Source: William Theobald Wolfe Tone (ed.), Memoirs of Theobald Wolfe Tone, written by himself; comprising a complete journal of his negotiations to procure the aid of the French for the liberation of Ireland, with selections from his diary whilst agent to the Irish Catholics (London: H. Colburn, 1827), vol. 1, pp. 290-291

Production: William Shakespeare, Othello, Paris, 21 March 1796

Text: [21 March 1796] Went to see Othello; not translated, but only taken from the English. Poor Shakspeare! I felt for him. The French tragedy is a pitiful performance, filled with false sentiment; the Moor whines most abominably, and Iago is a person of a very pretty morality: the author apologizes for softening the villany of the latter character, as well as for saving the life of Desdemona and substituting a happy termination in place of the sublime and terrible conclusion of the English tragedy, by saying that the humanity of the French nation, and their morality, would be shocked by such exhibitions! “Marry come up, indeed! People’s ears are sometimes the nicest part about them.” I admire a nation that will guillotine sixty people a day for months, (men, women, and children,) and cannot bear the catastrophe of a dramatic exhibition! Yet certainly the author knows best, and I have had occasion repeatedly to observe, that the French are more struck with any little incident of tenderness on the stage, a thousand times, than the English, — which is strange. In short, the French are a humane people when they are not mad, and I like them with all their faults, and the guillotine at the head of them, better, a thousand times, than the English. And I like the Irish better than either; and as no one can doubt my impartiality, I expect my opinion will be received with proper respect and deference by all whom it may concern. I have nothing to add.
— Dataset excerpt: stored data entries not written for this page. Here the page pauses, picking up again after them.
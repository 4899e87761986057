//! Tunable business settings shared by the services.

use std::str::FromStr;

use chrono::Duration;
use common::CommissionRate;

/// Which refunds cancel the refunded order.
#[derive(Debug, Clone, Copy, PartialEq, Eq, Default)]
pub enum RefundPolicy {
    /// Any refund, partial or full, cancels the order.
    #[default]
    CancelOnAnyRefund,
    /// Only a refund that empties the payment cancels the order.
    CancelOnFullRefund,
}

impl FromStr for RefundPolicy {
    type Err = String;

    fn from_str(s: &str) -> Result<Self, Self::Err> {
        match s.trim().to_ascii_lowercase().as_str() {
            "any" => Ok(RefundPolicy::CancelOnAnyRefund),
            "full" => Ok(RefundPolicy::CancelOnFullRefund),
            other => Err(format!("unknown refund policy '{other}', expected 'any' or 'full'")),
        }
    }
}

#[derive(Debug, Clone)]
pub struct CheckoutSettings {
    pub commission_rate: CommissionRate,
    /// Inactivity window after which a cart is replaced.
    pub cart_ttl: Duration,
    /// ISO currency code passed to the card provider.
    pub currency: String,
    /// Record a card payment as `Pending`/`requires_action` when the provider
    /// fails, instead of failing the checkout.
    pub card_fallback_to_pending: bool,
    pub refund_policy: RefundPolicy,
}

impl Default for CheckoutSettings {
    fn default() -> Self {
        Self {
            commission_rate: CommissionRate::default(),
            cart_ttl: Duration::hours(168),
            currency: "EGP".to_string(),
            card_fallback_to_pending: true,
            refund_policy: RefundPolicy::default(),
        }
    }
}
Comments: Wolfe Tone (1763-1798) was an Irish republican who led the Irish rebellion of 1798. He went to Paris in February 1796 to persuade the revolutionary government to assist in an invasion of Ireland. The production of Othello that he saw was probably an 1792 adaptation by Jean-François Ducis, which radically altered the plot (hence Desdemona survives and Iago is pardoned by Othello). Ducis’s adaptations were billed under his name rather than Shakespeare‘s. The plays were nevertheless a significant step in the belated appreciation of Shakespeare in France.